I wanted to run a half marathon that wasn't all down hill and closer to home. Mike and I signed up for this half marathon in January, before Mike hurt his knee. We were going to be running it with my SIL and BIL. They both had to drop out too because of their kids activities. That just left me to run the race. The course was decent, the race was very well organized.
Me, well I thought I had trained well. I didn't though.

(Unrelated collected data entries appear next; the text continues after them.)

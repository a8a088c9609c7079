use std::path::PathBuf;

use anyhow::{bail, Context};

/// Runtime configuration, read from the environment.
#[derive(Clone, Debug)]
pub struct AppConfig {
    pub bind_addr: String,
    pub jwt_secret: String,
    pub jwt_ttl_hours: i64,
    pub data_dir: PathBuf,
    pub database_url: Option<String>,
    pub frontend_url: String,
    pub enable_hsts: bool,
    /// Usernames granted Admin when they register.
    pub bootstrap_admins: Vec<String>,
}

impl AppConfig {
    pub fn from_env() -> anyhow::Result<Self> {
        fn var_or(name: &str, default: &str) -> String {
            std::env::var(name).unwrap_or_else(|_| default.to_string())
        }

        let jwt_secret = std::env::var("JWT_SECRET")
            .context("JWT_SECRET must be set")?;
        if jwt_secret.len() < 32 {
            bail!("JWT_SECRET must be at least 32 characters long");
        }
        let jwt_ttl_hours = var_or("JWT_TTL_HOURS", "24")
            .parse::<i64>()
            .context("JWT_TTL_HOURS must be an integer")?;
        if jwt_ttl_hours <= 0 {
            bail!("JWT_TTL_HOURS must be positive");
        }

        Ok(Self {
            bind_addr: var_or("BIND_ADDR", "0.0.0.0:8080"),
            jwt_secret,
            jwt_ttl_hours,
            data_dir: PathBuf::from(var_or("FORUM_DATA_DIR", "data")),
            database_url: std::env::var("DATABASE_URL").ok(),
            frontend_url: var_or("FRONTEND_URL", "http://localhost:5173"),
            enable_hsts: std::env::var("ENABLE_HSTS")
                .map(|v| v == "1" || v.eq_ignore_ascii_case("true"))
                .unwrap_or(false),
            bootstrap_admins: parse_list(&var_or("BOOTSTRAP_ADMINS", "")),
        })
    }

    pub fn snapshot_path(&self) -> PathBuf {
        self.data_dir.join("state.json")
    }
}

fn parse_list(raw: &str) -> Vec<String> {
    raw.split(',')
        .map(str::trim)
        .filter(|s| !s.is_empty())
        .map(str::to_string)
        .collect()
}

#[cfg(test)]
mod tests {
    use super::*;

    #[test]
    fn bootstrap_list_ignores_blanks() {
        assert_eq!(parse_list(" alice, ,bob,"), vec!["alice".to_string(), "bob".to_string()]);
        assert!(parse_list("").is_empty());
    }

    fn clear_env() {
        for var in ["JWT_SECRET", "JWT_TTL_HOURS", "BIND_ADDR", "FORUM_DATA_DIR", "ENABLE_HSTS", "BOOTSTRAP_ADMINS"] {
            std::env::remove_var(var);
        }
    }

    #[test]
    #[serial_test::serial]
    fn secret_is_required_and_long() {
        clear_env();
        assert!(AppConfig::from_env().is_err());
        std::env::set_var("JWT_SECRET", "too-short");
        assert!(AppConfig::from_env().is_err());
        clear_env();
    }

    #[test]
    #[serial_test::serial]
    fn defaults_and_overrides() {
        clear_env();
        std::env::set_var("JWT_SECRET", "test-secret-must-be-32-bytes-long!!");
        let cfg = AppConfig::from_env().unwrap();
        assert_eq!(cfg.bind_addr, "0.0.0.0:8080");
        assert_eq!(cfg.jwt_ttl_hours, 24);
        assert!(!cfg.enable_hsts);
        assert_eq!(cfg.snapshot_path(), PathBuf::from("data/state.json"));

        std::env::set_var("ENABLE_HSTS", "TRUE");
        std::env::set_var("BOOTSTRAP_ADMINS", "root, ops");
        std::env::set_var("JWT_TTL_HOURS", "0");
        assert!(AppConfig::from_env().is_err());
        std::env::set_var("JWT_TTL_HOURS", "2");
        let cfg = AppConfig::from_env().unwrap();
        assert!(cfg.enable_hsts);
        assert_eq!(cfg.jwt_ttl_hours, 2);
        assert_eq!(cfg.bootstrap_admins, vec!["root".to_string(), "ops".to_string()]);
        clear_env();
    }
}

This was my first race since my surgery. I didn't know how I would do. I wasn't excepting a super time but I was excepting that I would a little better. Three hours and three minutes later I finished. I was so mad. In October, I ran the Halloween Half in 2:30 hours. I wanted that time or better. I think the cold through me off. Daylight savings pushed the sun up later so I couldn't run in the mornings. The worst part. I forgot my watch. My running watch. To tell me my pace, how far I have gone and how much more I need to go. When I got to the starting line and realized this fun fact, I almost turned around and went home. But I thought no. I will do my best and pretend it's just a run around the neighborhood nothing serious. Those thoughts helped for a little bit but by mile 9 I wanted to quit. I had a blister at the bottom of my foot. I was even madder since I had just bought new shoes. When Justin Biebers song came on the ipod, Never Say Never I wanted to puke and cry all at once. (My stomach wasn't feeling well either.) The song pulled me through. My last mile I just kept thinking never say never, I will fight til forever, I could do this. Even though thoughts of me being a fat cow were dragging me down. I want to be called a runner. I want to look like I could run 13.1 miles without breaking a sweat. I didn't feel like I was even good enough to be in this race. I sprinted to the end. There weren't very many people left things were being torn down. This was one of the worst races I felt for me. I know there is room for improvement, always.
I hope to start that improvement tomorrow.
Next race, 40miles on my bike and then Ragnar. In all of this self pity, I'm not going to give up my goal of looking fit and being someday called a runner. I even put my name into the lottery for the St. George Marathon. That is in 6 months.